How Paper is is stealing your content and hijacking your traffic

Update: Micheal responded to my video with a video of his own. Here it is…

7 Comments

  1. @graywolf, I got nothin’ but love for you, but I believe you’re dead wrong on this one. (I didn’t at first realize that you were speaking up for the review sites, and not the business owners, but even so)

    I think, rather than seeing a situation that merits an agenda, you have an agenda and you’re bending a situation to suit it.

    Very few business owners (and NONE of my rather long acquaintance) are going to see a dark side in free advertising next to a Google map (even if it is wrapped in AdWords ads) They don’t know or care about “MFA”. After all, most of them have been paying beaucoups bucks for years to advertise in the Yellow Pages – usually right next to all their competition, too. Compared to that, this is manna from heaven.

    You operate on the web so web traffic is important to you. For the plumbers, the roofers, the dumpster providers, the funeral homes that I’ve dealt with – they don’t care about pageviews or click through rates. They care if the phone rings, and whatever makes that happen is okay. They care about doing whatever it is they do (plumbing, roofing, dumpsters, funerals), and not worrying about web traffic. If you told them that Google was stealing from them by posting their hours, or their phone number, why, they’d look at you like you’d just sprouted another head.

  2. I want to comment on Micheal’s blog but I can’t. :( Or I didn’t see that I could.

    I do truly love both of you because you each make good points. I do tend to side with Pat on this, but Micheal, your reply brought up a good thought as well.

    Initial reaction: If businesses don’t want to be in the index there are ways to remove your content. Very clear ways. And it’s not violation of copyright if the original creator is referenced and credited. Google never passes this information as their own. So in that respect, I disagree with Micheal’s argument.

    As for the businesses that make money off impressions, it’s the same thing. If they don’t want to be included, they can keep Googlebot away. There are ways to stop this from happening.

    BUT Michael is making a good point about content and search engines in the future. When Google paid Twitter for their content, they changed the game. Before, it was just everyone, and if you didn’t want to be searched, you just took your content out. But this new world where professional writers (ex. magazines and newspapers) lose money in subscriptions to online news, something has to change.
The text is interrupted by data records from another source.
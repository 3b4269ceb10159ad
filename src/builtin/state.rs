//! `state` plugin: the State Mirror exposed as services.
//!
//! `state.set` and `state.delete` persist first, then announce the change on
//! `internal.state_changed`. The announcement is best-effort: once the write
//! succeeded the call succeeds even if publishing fails.

use async_trait::async_trait;
use serde::{Deserialize, Serialize};
use serde_json::{json, Value};
use std::sync::Arc;

use crate::bus::EventBus;
use crate::kernel::{typed_service, ServiceSpec};
use crate::plugin::{Plugin, PluginContext};
use crate::state::StateMirror;
use crate::types::{Error, Result};

pub const KIND: &str = "state";

/// Topic announcing a write through this plugin.
pub const STATE_CHANGED_TOPIC: &str = "internal.state_changed";

#[derive(Debug, Clone, Deserialize)]
#[serde(default)]
pub struct StateSettings {
    /// Namespace used when a call omits one.
    pub default_namespace: String,
    /// Namespaces loaded into the mirror on start.
    pub hydrate: Vec<String>,
}

impl Default for StateSettings {
    fn default() -> Self {
        Self {
            default_namespace: "default".to_string(),
            hydrate: Vec::new(),
        }
    }
}

#[derive(Debug, Deserialize)]
struct KeyArgs {
    namespace: Option<String>,
    key: String,
}

#[derive(Debug, Deserialize)]
struct SetArgs {
    namespace: Option<String>,
    key: String,
    value: Value,
}

#[derive(Debug, Deserialize)]
struct NamespaceArgs {
    namespace: Option<String>,
}

#[derive(Debug, Serialize)]
struct GetReply {
    value: Option<Value>,
    generation: Option<u64>,
}

#[derive(Debug, Serialize)]
struct SetReply {
    generation: u64,
}

/// Shared by every handler of one plugin instance.
#[derive(Debug, Clone)]
struct Store {
    default_namespace: Arc<str>,
    state: Arc<StateMirror>,
    bus: Arc<EventBus>,
    source: Arc<str>,
}

impl Store {
    fn namespace(&self, requested: Option<String>) -> Result<String> {
        let namespace = requested.unwrap_or_else(|| self.default_namespace.to_string());
        if namespace.is_empty() {
            return Err(Error::validation("namespace cannot be empty"));
        }
        Ok(namespace)
    }

    async fn announce(&self, payload: Value) {
        let event = crate::bus::Event::new(STATE_CHANGED_TOPIC, payload).with_source(&*self.source);
        if let Err(e) = self.bus.publish_event(event).await {
            tracing::warn!(error = %e, "state change written but not announced");
        }
    }
}

#[derive(Debug)]
pub struct StatePlugin {
    settings: StateSettings,
    ctx: Option<PluginContext>,
}

impl StatePlugin {
    pub fn new(settings: StateSettings) -> Self {
        Self {
            settings,
            ctx: None,
        }
    }
}

#[async_trait]
impl Plugin for StatePlugin {
    fn name(&self) -> &str {
        KIND
    }

    fn version(&self) -> &str {
        env!("CARGO_PKG_VERSION")
    }

    async fn init(&mut self, ctx: PluginContext) -> Result<()> {
        let store = Store {
            default_namespace: self.settings.default_namespace.as_str().into(),
            state: ctx.state().clone(),
            bus: ctx.bus().clone(),
            source: ctx.name().into(),
        };

        let s = store.clone();
        ctx.register(
            ServiceSpec::new("state.get").describe("Read one key").requires(["state:read"]),
            typed_service(move |args: KeyArgs| {
                let s = s.clone();
                async move {
                    let namespace = s.namespace(args.namespace)?;
                    let entry = s.state.entry(&namespace, &args.key).await?;
                    Ok::<_, Error>(GetReply {
                        generation: entry.as_ref().map(|e| e.generation),
                        value: entry.map(|e| e.value),
                    })
                }
            }),
        )
        .await?;

        let s = store.clone();
        ctx.register(
            ServiceSpec::new("state.set").describe("Write one key").requires(["state:write"]),
            typed_service(move |args: SetArgs| {
                let s = s.clone();
                async move {
                    let namespace = s.namespace(args.namespace)?;
                    let generation = s.state.set(&namespace, &args.key, args.value).await?;
                    s.announce(json!({
                        "namespace": namespace,
                        "key": args.key,
                        "generation": generation,
                    }))
                    .await;
                    Ok::<_, Error>(SetReply { generation })
                }
            }),
        )
        .await?;

        let s = store.clone();
        ctx.register(
            ServiceSpec::new("state.delete").describe("Delete one key").requires(["state:write"]),
            typed_service(move |args: KeyArgs| {
                let s = s.clone();
                async move {
                    let namespace = s.namespace(args.namespace)?;
                    s.state.delete(&namespace, &args.key).await?;
                    s.announce(json!({
                        "namespace": namespace,
                        "key": args.key,
                        "deleted": true,
                    }))
                    .await;
                    Ok::<_, Error>(Value::Null)
                }
            }),
        )
        .await?;

        let s = store;
        ctx.register(
            ServiceSpec::new("state.keys").describe("List keys in a namespace").requires(["state:read"]),
            typed_service(move |args: NamespaceArgs| {
                let s = s.clone();
                async move {
                    let namespace = s.namespace(args.namespace)?;
                    s.state.keys(&namespace).await
                }
            }),
        )
        .await?;

        self.ctx = Some(ctx);
        Ok(())
    }

    async fn start(&mut self) -> Result<()> {
        let Some(ctx) = &self.ctx else {
            return Err(Error::internal("state plugin started before init"));
        };
        for namespace in &self.settings.hydrate {
            let loaded = ctx.state().hydrate(namespace).await?;
            tracing::info!(namespace = %namespace, keys = loaded, "state namespace hydrated");
        }
        Ok(())
    }
}

pub fn factory(settings: &Value) -> Result<Box<dyn Plugin>> {
    let settings: StateSettings = if settings.is_null() {
        StateSettings::default()
    } else {
        serde_json::from_value(settings.clone())
            .map_err(|e| Error::config(format!("invalid state plugin settings: {}", e)))?
    };
    Ok(Box::new(StatePlugin::new(settings)))
}
impl Orchestrator {
    pub fn new(
        model: Arc<dyn ChatClient>,
        registry: Arc<ToolRegistry>,
        config: OrchestratorConfig,
    ) -> Self {
        Self {
            model,
            engine: Engine::new(registry.clone()),
            registry,
            config,
            history: Vec::new(),
            store: None,
            state: RoundState::Idle,
        }
    }

    pub fn with_store(mut self, store: Arc<dyn TurnStore>) -> Self {
        self.store = Some(store);
        self
    }

    /// Replays recent stored turns into the in-memory history. Failures
    /// leave the history empty; the conversation still works.
    pub fn preload_history(&mut self) {
        let Some(store) = &self.store else {
            return;
        };
        match store.load_recent_turns(self.config.history_limit) {
            Ok(turns) => self.history = turns,
            Err(err) => warn!(%err, "failed to preload conversation history"),
        }
    }

    pub fn history(&self) -> &[ChatMessage] {
        &self.history
    }

    pub fn state(&self) -> RoundState {
        self.state
    }

    /// Renders the system preamble: persona, remembered facts from the
    /// store, the registry enumeration, and the two call syntaxes the
    /// detector accepts. Deterministic for a given registration order.
    pub fn build_system_prompt(&self) -> String {
        let mut prompt = self.config.persona.clone();
        if let Some(store) = &self.store {
            match store.context_facts() {
                Ok(facts) if !facts.is_empty() => {
                    prompt.push_str("\n\nThings you remember about the user:\n");
                    for fact in facts {
                        prompt.push_str(&format!("- {fact}\n"));
                    }
                }
                Ok(_) => {}
                Err(err) => warn!(%err, "failed to load context facts for the preamble"),
            }
        }
        prompt.push_str("\n\nAvailable tools:\n");
        for description in self.registry.descriptions() {
            prompt.push_str(&format!(
                "- {}: {}\n",
                description.name, description.description
            ));
        }
        prompt.push_str(
            "\nTo use a tool, respond with a JSON object like: \
             {\"name\": \"tool_name\", \"arguments\": {\"arg1\": \"value1\"}}\n",
        );
        prompt.push_str("Or use the format: tool_name(arg1=\"value1\", arg2=\"value2\")\n");
        prompt
    }

    /// Drives one user input to completion: stream, detect, execute,
    /// inject, bounded by `max_rounds`. Returns `Err` only when the sink
    /// rejects a message the round cannot proceed without.
    pub async fn handle_user_message(
        &mut self,
        content: &str,
        sink: &mut dyn EventSink,
    ) -> anyhow::Result<()> {
        self.history.push(ChatMessage::user(content));
        self.persist(Role::User, content);

        let system = ChatMessage::system(self.build_system_prompt());

        for round in 0..self.config.max_rounds {
            self.state = RoundState::AwaitingModel;
            let mut messages = Vec::with_capacity(self.history.len() + 1);
            messages.push(system.clone());
            messages.extend(self.history.iter().cloned());

            let mut forward = ForwardChunks { sink: &mut *sink };
            let assistant = match self.model.chat(&messages, &mut forward).await {
                Ok(text) => text,
                Err(err) => {
                    // Partial assistant output is dropped, not persisted.
                    self.state = RoundState::Idle;
                    let _ = sink.emit(AgentEvent::error(format!("Error: {err}"))).await;
                    return Ok(());
                }
            };

            self.state = RoundState::DetectingCall;
            let Some(call) = detect_tool_call(&assistant) else {
                self.state = RoundState::Finalizing;
                self.history.push(ChatMessage::assistant(assistant.clone()));
                self.persist(Role::Assistant, &assistant);
                sink.emit(AgentEvent::Assistant { content: assistant }).await?;
                self.state = RoundState::Idle;
                return Ok(());
            };

            self.state = RoundState::ExecutingTool;
            debug!(tool = %call.name, round, "detected tool call");
            let result = match self.engine.execute(&call).await {
                Ok(value) => value,
                Err(err) => {
                    self.state = RoundState::Idle;
                    let _ = sink
                        .emit(AgentEvent::error(format!("Tool error: {err}")))
                        .await;
                    return Ok(());
                }
            };

            let rendered = Engine::format_result(&call.name, &result);
            self.history.push(ChatMessage::assistant(assistant.clone()));
            self.persist(Role::Assistant, &assistant);
            self.history.push(ChatMessage::tool(rendered.clone()));
            self.persist(Role::Tool, &rendered);

            sink.emit(AgentEvent::Tool {
                content: format!("Tool {} executed: {}", call.name, rendered),
            })
            .await?;
        }

        // Soft timeout: the client gets no terminal message for this input.
        self.state = RoundState::Idle;
        warn!(
            max_rounds = self.config.max_rounds,
            "maximum tool rounds reached without a final answer"
        );
        Ok(())
    }

    /// Executes a client-supplied call without model involvement.
    pub async fn handle_direct_call(
        &mut self,
        call: DirectCall,
        sink: &mut dyn EventSink,
    ) -> anyhow::Result<()> {
        let id = call.id.clone();
        let silent = call.is_silent();
        let tool_call = call.into_tool_call();

        self.state = RoundState::ExecutingTool;
        let outcome = self.engine.execute(&tool_call).await;
        self.state = RoundState::Idle;

        match outcome {
            Ok(value) => {
                let rendered = Engine::format_result(&tool_call.name, &value);
                if !silent {
                    sink.emit(AgentEvent::Tool {
                        content: format!("Tool {} executed: {}", tool_call.name, rendered),
                    })
                    .await?;
                }
                sink.emit(AgentEvent::Reply {
                    id,
                    content: rendered,
                })
                .await?;
            }
            Err(err) => {
                sink.emit(AgentEvent::Error {
                    content: format!("Tool error: {err}"),
                    id: Some(id),
                })
                .await?;
            }
        }
        Ok(())
    }

    fn persist(&self, role: Role, content: &str) {
        let Some(store) = &self.store else {
            return;
        };
        if let Err(err) = store.save_turn(role, content, None) {
            warn!(%err, role = role.as_str(), "failed to persist turn; continuing from memory");
        }
    }
}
    Google does benefit from the information from journalists and websites. The businesses and news sites now benefit from the business that Google sends. BUT as consumers increasingly shut down to advertising, newspapers are running out of ways to make money and keep their businesses going.
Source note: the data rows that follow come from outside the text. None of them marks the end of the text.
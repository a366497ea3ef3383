//! Concrete capabilities exposed to the model: sandboxed filesystem
//! access, allow-list management, the document index, web search, and
//! roleplay entity management.

use std::sync::Arc;

use hearth_agent::{ToolError, ToolRegistry};
use hearth_memory::{AllowedDirs, RpStore, TextIndex};
use serde::de::DeserializeOwned;
use serde_json::Value;

pub mod fs_tools;
pub mod index_tools;
pub mod rp_tools;
pub mod sandbox_tools;
pub mod web_search;

pub use fs_tools::{
    FileMetadataTool, ListDirectoryTool, ReadFileTool, SearchFilesByNameTool, WriteFileTool,
};
pub use index_tools::{IndexFolderTool, IndexSearchTool};
pub use rp_tools::{
    RpCharacterDeleteTool, RpCharacterGetTool, RpCharacterListTool, RpCharacterSaveTool,
    RpStoryCardDeleteTool, RpStoryCardGetTool, RpStoryCardListTool, RpStoryCardSaveTool,
};
pub use sandbox_tools::{AllowedDirsAddTool, AllowedDirsListTool, AllowedDirsRemoveTool};
pub use web_search::WebSearchTool;

/// Registry preloaded with every standard capability.
pub fn standard_registry(
    dirs: Arc<AllowedDirs>,
    index: Arc<TextIndex>,
    rp: Arc<RpStore>,
) -> ToolRegistry {
    let mut registry = ToolRegistry::new();
    registry.register(Arc::new(ReadFileTool::new(dirs.clone())));
    registry.register(Arc::new(WriteFileTool::new(dirs.clone())));
    registry.register(Arc::new(ListDirectoryTool::new(dirs.clone())));
    registry.register(Arc::new(FileMetadataTool::new(dirs.clone())));
    registry.register(Arc::new(SearchFilesByNameTool::new(dirs.clone())));
    registry.register(Arc::new(AllowedDirsListTool::new(dirs.clone())));
    registry.register(Arc::new(AllowedDirsAddTool::new(dirs.clone())));
    registry.register(Arc::new(AllowedDirsRemoveTool::new(
        dirs.clone(),
        index.clone(),
    )));
    registry.register(Arc::new(IndexFolderTool::new(dirs.clone(), index.clone())));
    registry.register(Arc::new(IndexSearchTool::new(dirs, index)));
    registry.register(Arc::new(WebSearchTool::new()));
    registry.register(Arc::new(RpCharacterListTool::new(rp.clone())));
    registry.register(Arc::new(RpCharacterGetTool::new(rp.clone())));
    registry.register(Arc::new(RpCharacterSaveTool::new(rp.clone())));
    registry.register(Arc::new(RpCharacterDeleteTool::new(rp.clone())));
    registry.register(Arc::new(RpStoryCardListTool::new(rp.clone())));
    registry.register(Arc::new(RpStoryCardGetTool::new(rp.clone())));
    registry.register(Arc::new(RpStoryCardSaveTool::new(rp.clone())));
    registry.register(Arc::new(RpStoryCardDeleteTool::new(rp)));
    registry
}

/// Decodes a tool argument object into its typed payload. Missing
/// required fields and wrong types are hard input errors.
pub(crate) fn parse_args<T: DeserializeOwned>(args: Value) -> Result<T, ToolError> {
    serde_json::from_value(args).map_err(|err| ToolError::InvalidInput(err.to_string()))
}

pub(crate) fn rfc3339_mod_time(metadata: &std::fs::Metadata) -> String {
    metadata
        .modified()
        .map(|time| chrono::DateTime::<chrono::Utc>::from(time).to_rfc3339())
        .unwrap_or_default()
}

#[cfg(test)]
mod tests {
    use super::*;
    use hearth_memory::Database;

    #[test]
    fn standard_registry_carries_every_capability() {
        let db = Database::open_in_memory().unwrap();
        let dirs = Arc::new(AllowedDirs::new(db.clone()).unwrap());
        let index = Arc::new(TextIndex::new(db.clone()));
        let rp = Arc::new(RpStore::new(db));

        let registry = standard_registry(dirs, index, rp);
        for name in [
            "read_file",
            "write_file",
            "list_directory",
            "file_metadata",
            "search_files_by_name",
            "allowed_dirs_list",
            "allowed_dirs_add",
            "allowed_dirs_remove",
            "index_folder",
            "index_search",
            "web_search",
            "rp_character_list",
            "rp_character_get",
            "rp_character_save",
            "rp_character_delete",
            "rp_storycard_list",
            "rp_storycard_get",
            "rp_storycard_save",
            "rp_storycard_delete",
        ] {
            assert!(registry.get(name).is_some(), "missing tool {name}");
        }
        assert_eq!(registry.len(), 19);
    }
}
    I am NOT saying Google should pay us all, but I am agreeing that the scales have tipped. It’s becoming increasingly unequal, and the next 5-10 years are going to prove to be earth shattering when it comes to content online.

    Great points to both of you. Pat you crack me up as always while making the necessary points. And Micheal, great rebuttal. You always have a way of making me think of the other side of things. I still don’t completely agree with you, but you accomplished your goal in making us think of the other side of the equation.
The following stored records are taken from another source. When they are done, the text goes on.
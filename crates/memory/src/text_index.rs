//! Literal-substring document index. Deliberately not a vector store:
//! lookups are SQL LIKE over file name and content with a naive
//! occurrence score and a context snippet.

use std::sync::Arc;

use serde::Serialize;
use sha2::{Digest, Sha256};

use crate::database::{Database, StoreError};

const SNIPPET_LEN: usize = 160;

#[derive(Debug, Clone, Serialize)]
pub struct SearchHit {
    pub path: String,
    pub name: String,
    pub mod_time: String,
    pub size: i64,
    pub snippet: String,
    pub score: f64,
}

pub struct TextIndex {
    db: Arc<Database>,
}

impl TextIndex {
    pub fn new(db: Arc<Database>) -> Self {
        Self { db }
    }

    /// Inserts or refreshes one document keyed by path. The content hash
    /// lets callers skip unchanged files on re-index.
    pub fn upsert(
        &self,
        path: &str,
        name: &str,
        mod_time: &str,
        size: i64,
        content: &str,
    ) -> Result<(), StoreError> {
        let hash = hex::encode(Sha256::digest(content.as_bytes()));
        self.db.conn().execute(
            "INSERT INTO text_index(path, name, mod_time, size, hash, content)
             VALUES(?1, ?2, ?3, ?4, ?5, ?6)
             ON CONFLICT(path) DO UPDATE SET
                 name = excluded.name,
                 mod_time = excluded.mod_time,
                 size = excluded.size,
                 hash = excluded.hash,
                 content = excluded.content",
            rusqlite::params![path, name, mod_time, size, hash, content],
        )?;
        Ok(())
    }

    pub fn hash_for(&self, path: &str) -> Result<Option<String>, StoreError> {
        use rusqlite::OptionalExtension;
        Ok(self
            .db
            .conn()
            .query_row("SELECT hash FROM text_index WHERE path = ?1", [path], |row| {
                row.get(0)
            })
            .optional()?)
    }

    /// LIKE search over name and content, newest documents first,
    /// optionally limited to paths under `path_prefix`.
    pub fn search(
        &self,
        query: &str,
        limit: usize,
        path_prefix: Option<&str>,
    ) -> Result<Vec<SearchHit>, StoreError> {
        let limit = if limit == 0 { 10 } else { limit };
        // Stripping % keeps user input out of LIKE metacharacters.
        let like = format!("%{}%", query.replace(['%', '_'], ""));

        let conn = self.db.conn();
        let mut stmt;
        let rows = match path_prefix {
            Some(prefix) => {
                let prefix_like = format!("{}%", prefix.trim_end_matches('/'));
                stmt = conn.prepare(
                    "SELECT path, name, mod_time, size, content FROM text_index
                     WHERE (name LIKE ?1 OR content LIKE ?1) AND path LIKE ?2
                     ORDER BY mod_time DESC LIMIT ?3",
                )?;
                stmt.query_map(
                    rusqlite::params![like, prefix_like, limit as i64],
                    row_to_parts,
                )?
            }
            None => {
                stmt = conn.prepare(
                    "SELECT path, name, mod_time, size, content FROM text_index
                     WHERE name LIKE ?1 OR content LIKE ?1
                     ORDER BY mod_time DESC LIMIT ?2",
                )?;
                stmt.query_map(rusqlite::params![like, limit as i64], row_to_parts)?
            }
        };

        let mut hits = Vec::new();
        for row in rows {
            let (path, name, mod_time, size, content) = row?;
            hits.push(SearchHit {
                snippet: make_snippet(&content, query, SNIPPET_LEN),
                score: score(&name, &content, query),
                path,
                name,
                mod_time,
                size,
            });
        }
        Ok(hits)
    }

    /// Drops everything indexed under `prefix`; used when a sandbox root
    /// is revoked.
    pub fn delete_by_prefix(&self, prefix: &str) -> Result<usize, StoreError> {
        let like = format!("{}%", prefix.trim_end_matches('/'));
        Ok(self
            .db
            .conn()
            .execute("DELETE FROM text_index WHERE path LIKE ?1", [like])?)
    }

    pub fn len(&self) -> Result<usize, StoreError> {
        let count: i64 =
            self.db
                .conn()
                .query_row("SELECT COUNT(1) FROM text_index", [], |row| row.get(0))?;
        Ok(count as usize)
    }
}

type RowParts = (String, String, String, i64, String);

fn row_to_parts(row: &rusqlite::Row<'_>) -> rusqlite::Result<RowParts> {
    Ok((
        row.get(0)?,
        row.get(1)?,
        row.get(2)?,
        row.get(3)?,
        row.get(4)?,
    ))
}

/// Window of roughly `max` bytes around the first case-insensitive match,
/// clamped to char boundaries.
fn make_snippet(content: &str, query: &str, max: usize) -> String {
    if content.is_empty() {
        return String::new();
    }
    let found = content.to_lowercase().find(&query.to_lowercase());
    let (mut start, mut end) = match found {
        Some(idx) => {
            let start = idx.saturating_sub(max / 4);
            (start, (start + max).min(content.len()))
        }
        None => (0, max.min(content.len())),
    };
    while start > 0 && !content.is_char_boundary(start) {
        start -= 1;
    }
    while end < content.len() && !content.is_char_boundary(end) {
        end += 1;
    }
    content[start..end].to_string()
}

/// Name matches weigh five times a content match.
fn score(name: &str, content: &str, query: &str) -> f64 {
    let query = query.to_lowercase();
    if query.is_empty() {
        return 0.0;
    }
    let name_hits = name.to_lowercase().matches(&query).count();
    let content_hits = content.to_lowercase().matches(&query).count();
    (name_hits * 5 + content_hits) as f64
}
  3. I am really annoyed to read your blog……….

  4. i think ill go with Michael on that.

    The fact that is that google is using the content of others sites as there own and that doesnt changes. They are making money presenting as there owns content that doesnt belong to them and that doesnt change no matter how much we want to believe that google is trying to improve the search experience of there customers.

    If i had a restaurant i would like to have a lot of customers coming to my restaurant and eating my meals. However, since i would have invest a lot of money and time building a site that would appear on internet, i would like to know if there are people visiting my site and looking the info regarding my restaurant/ my menu/ my pictures and other things. So i would know if there is any point investing more money on my site or find other means of advertising for my restaurant.
    From im looking at…that would be extremely difficult right now as all those would be available in google …and no one would come to my (imaginery ) restaurant site

    Thanx
    antonis

    p.s. sorry for my bad english.

  5. Okay, so I’m one of those small local biz guys, a massage therapist actually, and I do have an issue with this scraping thing. Specifically, when Google scrapes the wrong damn info (from Dex). This even after I dutifully entered my biz info in their small biz listing MONTHS ago. They used to show that, but now they are showing the incorrect dex info instead.

    This is a nuisance.

  6. Michael is making a good point about content and search engines in the future. When Google paid Twitter for their content, they changed the game. Before, it was just everyone, and if you didn’t want to be searched, you just took your content out. But this new world where professional writers (ex. magazines and newspapers) lose money in subscriptions to online news, something has to change.